Print the entries exactly as given.
------------
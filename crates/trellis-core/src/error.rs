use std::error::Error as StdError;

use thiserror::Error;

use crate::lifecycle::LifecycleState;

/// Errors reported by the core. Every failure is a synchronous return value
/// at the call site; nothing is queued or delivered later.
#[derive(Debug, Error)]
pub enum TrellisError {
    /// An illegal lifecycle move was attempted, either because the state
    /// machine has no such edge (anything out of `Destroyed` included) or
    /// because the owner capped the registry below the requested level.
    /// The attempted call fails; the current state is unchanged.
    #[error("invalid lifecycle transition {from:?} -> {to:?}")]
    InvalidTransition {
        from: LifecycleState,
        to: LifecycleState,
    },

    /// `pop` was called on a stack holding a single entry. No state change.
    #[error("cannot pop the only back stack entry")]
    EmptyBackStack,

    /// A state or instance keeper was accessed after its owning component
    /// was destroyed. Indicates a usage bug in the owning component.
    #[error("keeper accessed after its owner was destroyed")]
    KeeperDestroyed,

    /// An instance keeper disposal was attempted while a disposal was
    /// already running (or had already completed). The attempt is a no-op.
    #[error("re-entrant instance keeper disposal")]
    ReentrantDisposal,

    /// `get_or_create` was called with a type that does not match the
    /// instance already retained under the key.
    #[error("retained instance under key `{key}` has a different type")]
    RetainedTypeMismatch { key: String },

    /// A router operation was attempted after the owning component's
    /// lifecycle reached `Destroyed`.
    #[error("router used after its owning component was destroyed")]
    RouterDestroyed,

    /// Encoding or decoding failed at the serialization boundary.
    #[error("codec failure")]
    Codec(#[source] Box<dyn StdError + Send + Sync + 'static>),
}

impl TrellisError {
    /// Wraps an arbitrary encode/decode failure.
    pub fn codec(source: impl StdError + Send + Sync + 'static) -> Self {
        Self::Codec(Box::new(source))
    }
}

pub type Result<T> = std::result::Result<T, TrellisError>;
------------
* Exercise output
filename crates/trellis-core/src/error.rs
use std::error::Error as StdError;

use thiserror::Error;

use crate::lifecycle::LifecycleState;

/// Errors reported by the core. Every failure is a synchronous return value
/// at the call site; nothing is queued or delivered later.
#[derive(Debug, Error)]
pub enum TrellisError {
    /// An illegal lifecycle move was attempted, either because the state
    /// machine has no such edge (anything out of `Destroyed` included) or
    /// because the owner capped the registry below the requested level.
    /// The attempted call fails; the current state is unchanged.
    #[error("invalid lifecycle transition {from:?} -> {to:?}")]
    InvalidTransition {
        from: LifecycleState,
        to: LifecycleState,
    },

    /// `pop` was called on a stack holding a single entry. No state change.
    #[error("cannot pop the only back stack entry")]
    EmptyBackStack,

    /// A state or instance keeper was accessed after its owning component
    /// was destroyed. Indicates a usage bug in the owning component.
    #[error("keeper accessed after its owner was destroyed")]
    KeeperDestroyed,

    /// An instance keeper disposal was attempted while a disposal was
    /// already running (or had already completed). The attempt is a no-op.
    #[error("re-entrant instance keeper disposal")]
    ReentrantDisposal,

    /// `get_or_create` was called with a type that does not match the
    /// instance already retained under the key.
    #[error("retained instance under key `{key}` has a different type")]
    RetainedTypeMismatch { key: String },

    /// A router operation was attempted after the owning component's
    /// lifecycle reached `Destroyed`.
    #[error("router used after its owning component was destroyed")]
    RouterDestroyed,

    /// Encoding or decoding failed at the serialization boundary.
    #[error("codec failure")]
    Codec(#[source] Box<dyn StdError + Send + Sync + 'static>),
}

impl TrellisError {
    /// Wraps an arbitrary encode/decode failure.
    pub fn codec(source: impl StdError + Send + Sync + 'static) -> Self {
        Self::Codec(Box::new(source))
    }
}

pub type Result<T> = std::result::Result<T, TrellisError>;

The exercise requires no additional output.